Procurador-geral da República, Augusto Aras chegou ao posto contra a vontade da extensa maioria dos procuradores federais de todo o País, que externaram suas preferências em termos de candidatos na lista tríplice enviada ao Palácio do Planalto e ignorada pelo presidente Jair Bolsonaro.
Depois de forte pressão exercida por seus pares, Aras se viu obrigado a enviar ao Supremo Tribunal Federal (STF) um pedido de abertura de inquérito para apurar a responsabilidade pelo ato contra a democracia ocorrido no último domingo (19), em frente ao QG do Exército em Brasília, ocasião em que Bolsonaro discursou para uma ensandecida horda que pedia um novo AI-5 e o fechamento do Congresso Nacional e da Suprema Corte.
Sem ter o que fazer, Augusto Aras optou por solicitar abertura de inquérito para não ser acusado de omissão, já que nos últimos tempos vem arquivando de maneira escandalosa inúmeras solicitações de tomada de providências contra o presidente da República. No pedido enviado ao Supremo, o procurador-geral não incluiu o nome de Bolsonaro, sugerindo apenas que deputados federais estariam por trás da organização do evento que atenta contra a democracia e o Estado de Direito.
Encurralado, Augusto Aras afirmou na noite de terça-feira (21) que a atenção à Constituição é “ainda mais importante em tempos de excepcionalidade”, em clara referência ao cenário de calamidade provocado pela pandemia de Covid-19.

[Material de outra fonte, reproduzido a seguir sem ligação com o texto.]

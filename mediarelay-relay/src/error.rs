use thiserror::Error;

/// Failure kinds surfaced by stream orchestration.
#[derive(Debug, Error)]
pub enum RelayError {
    /// An origin with the same camera stream is already registered.
    #[error("Conflict: {0}")]
    Conflict(String),

    #[error("Not found: {0}")]
    NotFound(String),

    /// A cross-server request got no answer in time.
    #[error("Timeout: {0}")]
    Timeout(String),

    #[error("Relay process failed to start: {0}")]
    ProcessStartFailed(String),

    #[error("Duplicate correlation id: {0}")]
    DuplicateCorrelation(String),

    #[error("Store failure: {0}")]
    StoreFailure(String),

    #[error("Orchestration failed: {0}")]
    OrchestrationFailed(String),

    #[error("Invalid input: {0}")]
    InvalidInput(String),
}

impl RelayError {
    /// Outcomes callers report as "no content" rather than as failures.
    #[must_use]
    pub const fn is_no_content(&self) -> bool {
        matches!(self, Self::Conflict(_) | Self::NotFound(_))
    }

    #[must_use]
    pub const fn is_timeout(&self) -> bool {
        matches!(self, Self::Timeout(_))
    }

    /// Rebuild an error from the message a remote server answered with.
    #[must_use]
    pub fn from_remote(message: &str) -> Self {
        let kinds: [(&str, fn(String) -> Self); 4] = [
            ("Conflict: ", Self::Conflict),
            ("Not found: ", Self::NotFound),
            ("Invalid input: ", Self::InvalidInput),
            ("Relay process failed to start: ", Self::ProcessStartFailed),
        ];
        for (prefix, kind) in kinds {
            if let Some(detail) = message.strip_prefix(prefix) {
                return kind(format!("remote: {detail}"));
            }
        }
        Self::OrchestrationFailed(format!("remote: {message}"))
    }
}

impl From<mediarelay_core::Error> for RelayError {
    fn from(err: mediarelay_core::Error) -> Self {
        use mediarelay_core::Error as Core;
        match err {
            Core::AlreadyExists(msg) => Self::Conflict(msg),
            Core::NotFound(msg) => Self::NotFound(msg),
            Core::InvalidInput(msg) => Self::InvalidInput(msg),
            Core::Database(e) => Self::StoreFailure(e.to_string()),
            Core::Serialization(e) => Self::OrchestrationFailed(e.to_string()),
            Core::Internal(msg) => Self::OrchestrationFailed(msg),
        }
    }
}

impl From<mediarelay_cluster::Error> for RelayError {
    fn from(err: mediarelay_cluster::Error) -> Self {
        use mediarelay_cluster::Error as Cluster;
        match err {
            Cluster::Timeout(msg) => Self::Timeout(msg),
            Cluster::DuplicateCorrelation(id) => Self::DuplicateCorrelation(id),
            Cluster::Remote(msg) => Self::from_remote(&msg),
            other => Self::OrchestrationFailed(other.to_string()),
        }
    }
}

impl From<serde_json::Error> for RelayError {
    fn from(err: serde_json::Error) -> Self {
        Self::OrchestrationFailed(format!("Malformed payload: {err}"))
    }
}

pub type RelayResult<T> = Result<T, RelayError>;
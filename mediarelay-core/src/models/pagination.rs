//! Paging for stream listings

use serde::{Deserialize, Serialize};

pub const DEFAULT_PAGE_SIZE: u32 = 20;

/// Upper bound on a single listing.
pub const MAX_PAGE_SIZE: u32 = 200;

/// 1-indexed page request, clamped on construction and deserialization.
#[derive(Debug, Clone, Copy, PartialEq, Eq, Serialize, Deserialize)]
#[serde(rename_all = "camelCase", from = "PageQuery")]
pub struct PageParams {
    pub page: u32,
    pub page_size: u32,
}

#[derive(Deserialize)]
#[serde(rename_all = "camelCase")]
struct PageQuery {
    page: Option<u32>,
    page_size: Option<u32>,
}

impl From<PageQuery> for PageParams {
    fn from(query: PageQuery) -> Self {
        Self::new(query.page, query.page_size)
    }
}

impl PageParams {
    /// Missing values fall back to page 1 and [`DEFAULT_PAGE_SIZE`]; the size
    /// is clamped into `1..=MAX_PAGE_SIZE`.
    #[must_use]
    pub fn new(page: Option<u32>, page_size: Option<u32>) -> Self {
        Self {
            page: page.unwrap_or(1).max(1),
            page_size: page_size.unwrap_or(DEFAULT_PAGE_SIZE).clamp(1, MAX_PAGE_SIZE),
        }
    }

    #[must_use]
    pub const fn limit(&self) -> i64 {
        self.page_size as i64
    }

    #[must_use]
    pub const fn offset(&self) -> i64 {
        (self.page as i64 - 1) * self.page_size as i64
    }
}

impl Default for PageParams {
    fn default() -> Self {
        Self::new(None, None)
    }
}

/// One page of results with the total across all pages.
#[derive(Debug, Clone, PartialEq, Eq, Serialize, Deserialize)]
#[serde(rename_all = "camelCase")]
pub struct Page<T> {
    pub items: Vec<T>,
    pub total: u64,
    pub page: u32,
    pub page_size: u32,
}

impl<T> Page<T> {
    #[must_use]
    pub fn new(items: Vec<T>, total: u64, params: PageParams) -> Self {
        Self {
            items,
            total,
            page: params.page,
            page_size: params.page_size,
        }
    }

    #[must_use]
    pub fn total_pages(&self) -> u64 {
        self.total.div_ceil(u64::from(self.page_size.max(1)))
    }

    #[must_use]
    pub fn has_next(&self) -> bool {
        u64::from(self.page) < self.total_pages()
    }

    pub fn map<U, F>(self, f: F) -> Page<U>
    where
        F: FnMut(T) -> U,
    {
        Page {
            items: self.items.into_iter().map(f).collect(),
            total: self.total,
            page: self.page,
            page_size: self.page_size,
        }
    }
}
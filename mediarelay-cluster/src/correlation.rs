//! Request/response over a fire-and-forget broker
//!
//! A caller publishes a [`TaskRequest`] and parks on a oneshot keyed by the
//! request's correlation id. The inbound path hands every [`TaskResponse`]
//! to [`CorrelationRegistry::deliver_response`], which resolves the matching
//! waiter at most once. Waiters are removed on every exit path: response,
//! timeout, publish failure, or the awaiting future being dropped.

use dashmap::{mapref::entry::Entry, DashMap};
use serde_json::Value;
use std::sync::Arc;
use std::time::Duration;
use tokio::sync::oneshot;
use tracing::{debug, warn};

use crate::{Broker, Error, Result, TaskIdentifier, TaskRequest, TaskResponse};

type Waiters = Arc<DashMap<String, oneshot::Sender<TaskResponse>>>;

pub struct CorrelationRegistry {
    broker: Arc<dyn Broker>,
    /// Topic responders publish responses to.
    reply_to: String,
    waiters: Waiters,
}

/// A registered waiter. Dropping it unregisters the correlation id.
pub struct PendingResponse {
    correlation_id: String,
    rx: oneshot::Receiver<TaskResponse>,
    waiters: Waiters,
}

impl PendingResponse {
    #[must_use]
    pub fn correlation_id(&self) -> &str {
        &self.correlation_id
    }

    /// Wait for the response or fail with [`Error::Timeout`] after `timeout`.
    pub async fn wait(mut self, timeout: Duration) -> Result<TaskResponse> {
        match tokio::time::timeout(timeout, &mut self.rx).await {
            Ok(Ok(response)) => Ok(response),
            Ok(Err(_)) => Err(Error::Broker(format!(
                "Waiter for {} was discarded",
                self.correlation_id
            ))),
            Err(_) => Err(Error::Timeout(format!(
                "No response for {} within {}ms",
                self.correlation_id,
                timeout.as_millis()
            ))),
        }
    }
}

impl Drop for PendingResponse {
    fn drop(&mut self) {
        // only this waiter's own sender reports closed; a newer waiter under
        // the same id stays registered
        self.rx.close();
        self.waiters
            .remove_if(&self.correlation_id, |_, tx| tx.is_closed());
    }
}

impl CorrelationRegistry {
    #[must_use]
    pub fn new(broker: Arc<dyn Broker>, reply_to: impl Into<String>) -> Self {
        Self {
            broker,
            reply_to: reply_to.into(),
            waiters: Arc::new(DashMap::new()),
        }
    }

    #[must_use]
    pub fn reply_to(&self) -> &str {
        &self.reply_to
    }

    /// Number of requests still awaiting a response.
    #[must_use]
    pub fn pending(&self) -> usize {
        self.waiters.len()
    }

    /// Register a waiter for `correlation_id`.
    ///
    /// Fails with [`Error::DuplicateCorrelation`] while another waiter holds
    /// the same id.
    pub fn register(&self, correlation_id: &str) -> Result<PendingResponse> {
        let (tx, rx) = oneshot::channel();
        match self.waiters.entry(correlation_id.to_string()) {
            Entry::Occupied(_) => {
                return Err(Error::DuplicateCorrelation(correlation_id.to_string()));
            }
            Entry::Vacant(slot) => {
                slot.insert(tx);
            }
        }

        Ok(PendingResponse {
            correlation_id: correlation_id.to_string(),
            rx,
            waiters: Arc::clone(&self.waiters),
        })
    }

    /// Publish `task` to `topic` and wait for its response.
    pub async fn publish_and_await(
        &self,
        topic: &str,
        task: TaskIdentifier,
        data: Value,
        timeout: Duration,
    ) -> Result<TaskResponse> {
        let correlation_id = nanoid::nanoid!();
        // registered before publishing so a fast response cannot be missed
        let pending = self.register(&correlation_id)?;

        let request = TaskRequest {
            correlation_id: correlation_id.clone(),
            task_identifier: task,
            reply_to: Some(self.reply_to.clone()),
            data,
        };
        let payload = serde_json::to_string(&request)?;

        let message_id = self.broker.publish(topic, payload).await.map_err(|e| {
            warn!(
                correlation_id = %correlation_id,
                topic = %topic,
                task = %task,
                error = %e,
                "Failed to publish request"
            );
            e
        })?;

        debug!(
            correlation_id = %correlation_id,
            message_id = %message_id,
            topic = %topic,
            task = %task,
            "Request published, awaiting response"
        );

        let result = pending.wait(timeout).await;
        if let Err(Error::Timeout(_)) = &result {
            warn!(
                correlation_id = %correlation_id,
                topic = %topic,
                task = %task,
                timeout_ms = timeout.as_millis() as u64,
                "Request timed out"
            );
        }
        result
    }

    /// Resolve the waiter registered for `response.correlation_id`.
    ///
    /// Returns false for late or duplicate responses, which are dropped.
    pub fn deliver_response(&self, response: TaskResponse) -> bool {
        let Some((correlation_id, tx)) = self.waiters.remove(&response.correlation_id) else {
            debug!(
                correlation_id = %response.correlation_id,
                "No waiter for response, dropping"
            );
            return false;
        };

        if tx.send(response).is_err() {
            debug!(correlation_id = %correlation_id, "Waiter gone before response arrived");
            return false;
        }
        true
    }
}
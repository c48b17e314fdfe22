//! OS-level control of relay processes
//!
//! A relay process copies one stream URL to another. The manager only
//! mediates process control; which hop a process belongs to is recorded on
//! the hop's `process_id`.

use async_trait::async_trait;
use dashmap::DashMap;
use mediarelay_core::config::RelayConfig;
use serde::{Deserialize, Serialize};
use std::process::Stdio;
use std::time::Duration;
use tokio::io::{AsyncBufReadExt, BufReader};
use tokio::process::{Child, Command};
use tracing::{debug, info, warn};

use crate::{RelayError, RelayResult};

/// OS process id of a relay.
#[derive(Debug, Clone, Copy, PartialEq, Eq, Hash, PartialOrd, Ord, Serialize, Deserialize)]
#[serde(transparent)]
pub struct ProcessHandle(u32);

impl ProcessHandle {
    #[must_use]
    pub const fn from_pid(pid: u32) -> Self {
        Self(pid)
    }

    #[must_use]
    pub const fn pid(&self) -> u32 {
        self.0
    }
}

impl std::fmt::Display for ProcessHandle {
    fn fmt(&self, f: &mut std::fmt::Formatter<'_>) -> std::fmt::Result {
        write!(f, "{}", self.0)
    }
}

#[cfg_attr(test, mockall::automock)]
#[async_trait]
pub trait ProcessController: Send + Sync {
    /// Launch a relay from `input_url` to `output_url`.
    async fn start(&self, input_url: &str, output_url: &str) -> RelayResult<ProcessHandle>;

    /// False for handles that exited or were never started here.
    async fn is_running(&self, handle: ProcessHandle) -> RelayResult<bool>;

    /// Terminate the process. Killing a dead handle is a no-op.
    async fn kill(&self, handle: ProcessHandle) -> RelayResult<()>;
}

/// Spawns the configured relay program as child processes.
///
/// Children are kept in a map keyed by pid. `kill` removes the child from
/// the map before signalling it, so a kill racing a probe or a second kill
/// never touches the same `Child` twice.
pub struct RelayProcessManager {
    program: String,
    args: Vec<String>,
    stop_timeout: Duration,
    children: DashMap<ProcessHandle, Child>,
}

impl RelayProcessManager {
    #[must_use]
    pub fn new(config: &RelayConfig) -> Self {
        Self {
            program: config.program.clone(),
            args: config.args.clone(),
            stop_timeout: config.stop_timeout(),
            children: DashMap::new(),
        }
    }

    /// Number of children currently tracked.
    #[must_use]
    pub fn tracked(&self) -> usize {
        self.children.len()
    }

    fn render_args(&self, input_url: &str, output_url: &str) -> Vec<String> {
        self.args
            .iter()
            .map(|arg| arg.replace("{input}", input_url).replace("{output}", output_url))
            .collect()
    }

    /// Non-blocking liveness check; reaps the child when it has exited.
    fn probe(&self, handle: ProcessHandle) -> bool {
        {
            let Some(mut child) = self.children.get_mut(&handle) else {
                return false;
            };
            match child.try_wait() {
                Ok(None) => return true,
                Ok(Some(status)) => {
                    debug!(pid = handle.pid(), status = %status, "Relay process exited");
                }
                Err(e) => {
                    warn!(pid = handle.pid(), error = %e, "Failed to poll relay process");
                }
            }
        }

        // guard released above; removing while holding it would deadlock
        self.children.remove(&handle);
        false
    }

    /// Kill every tracked child.
    pub async fn shutdown(&self) {
        let handles: Vec<ProcessHandle> = self.children.iter().map(|e| *e.key()).collect();
        if handles.is_empty() {
            return;
        }

        info!(count = handles.len(), "Stopping relay processes");
        for handle in handles {
            // kill never fails for tracked handles
            let _ = self.kill(handle).await;
        }
    }
}

#[async_trait]
impl ProcessController for RelayProcessManager {
    async fn start(&self, input_url: &str, output_url: &str) -> RelayResult<ProcessHandle> {
        let mut child = Command::new(&self.program)
            .args(self.render_args(input_url, output_url))
            .stdin(Stdio::null())
            .stdout(Stdio::null())
            .stderr(Stdio::piped())
            .kill_on_drop(true)
            .spawn()
            .map_err(|e| RelayError::ProcessStartFailed(format!("{}: {e}", self.program)))?;

        let Some(pid) = child.id() else {
            return Err(RelayError::ProcessStartFailed(format!(
                "{} exited during start",
                self.program
            )));
        };
        let handle = ProcessHandle::from_pid(pid);

        if let Some(stderr) = child.stderr.take() {
            tokio::spawn(async move {
                let mut lines = BufReader::new(stderr).lines();
                while let Ok(Some(line)) = lines.next_line().await {
                    debug!(pid = pid, "relay: {}", line);
                }
            });
        }

        self.children.insert(handle, child);
        info!(pid = pid, input = %input_url, output = %output_url, "Relay process started");
        Ok(handle)
    }

    async fn is_running(&self, handle: ProcessHandle) -> RelayResult<bool> {
        Ok(self.probe(handle))
    }

    async fn kill(&self, handle: ProcessHandle) -> RelayResult<()> {
        let Some((_, mut child)) = self.children.remove(&handle) else {
            debug!(pid = handle.pid(), "Kill on unknown or already stopped relay");
            return Ok(());
        };

        if let Err(e) = child.start_kill() {
            // already exited and reaped
            debug!(pid = handle.pid(), error = %e, "Relay process already gone");
            return Ok(());
        }

        match tokio::time::timeout(self.stop_timeout, child.wait()).await {
            Ok(Ok(status)) => {
                info!(pid = handle.pid(), status = %status, "Relay process stopped");
            }
            Ok(Err(e)) => {
                warn!(pid = handle.pid(), error = %e, "Failed to reap relay process");
            }
            Err(_) => {
                warn!(
                    pid = handle.pid(),
                    timeout_ms = self.stop_timeout.as_millis() as u64,
                    "Relay process did not exit within grace period"
                );
            }
        }
        Ok(())
    }
}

Relator da matéria, o ministro Alexandre de Moraes, do STF, determinou a abertura de inquérito para investigar eventuais crimes praticados por organizadores e manifestantes do ato marcado por pedidos de volta da ditadura militar e de fechamento das instituições republicanas
“Muitas vezes essas questões políticas ou são apaixonantes ou são do interesse figadal de alguém, quando não são do interesse material de outrem. Nesse ambiente de conflito permeado por uma calamidade pública, e a história é rica em exemplos de calamidades públicas que se converteram em regimes de força causados por oportunistas, aproveitadores, que nós, institucionalmente, devemos zelar rigorosamente pela Constituição. Se a Constituição é importante em tempos de normalidade, mais ainda é importante em tempos de excepcionalidade”, disse o procurador-geral, em entrevista à CNN Brasil.
À emissora, Aras negou que tenha demorado a agir em relação ao ato antidemocrático e afirmou que a apuração, em um primeiro momento, não vai se debruçar sobre nenhuma pessoa específica. “O inquérito investiga fatos em busca de autoria e materialidade. Não se destina, num primeiro momento, a investigar pessoas, mas fatos”, disse.
Em mais uma manobra para blindar o presidente da República, o procurador-geral disse que a PGR, sob sua batuta, não tratará de atividades partidárias. “Temos resistido à tentativa de pautar a ação do PGR (procurador-geral) politicamente. O PGR não é agente que deva interferir em manifestações partidárias”, disse Augusto Aras.
No caso do protesto do último domingo não há qualquer questão partidária envolvida, mas uma ameaça escancarada à democracia e à liberdade. Se o procurador-geral não tem coragem de cobrar que o presidente da República permaneça seu devido lugar, já que a Constituição Federal é clara ao estabelecer que os Poderes “são independentes e harmônicos entre si” (art. 2º), que peça para sair, pois há procuradores com disposição para tal.
Ou seja, Augusto Aras é o “engavetador-geral” que Bolsonaro tanto precisava para levar adiante um governo autoritário e marcado pelo populismo barato e pela truculência verbal.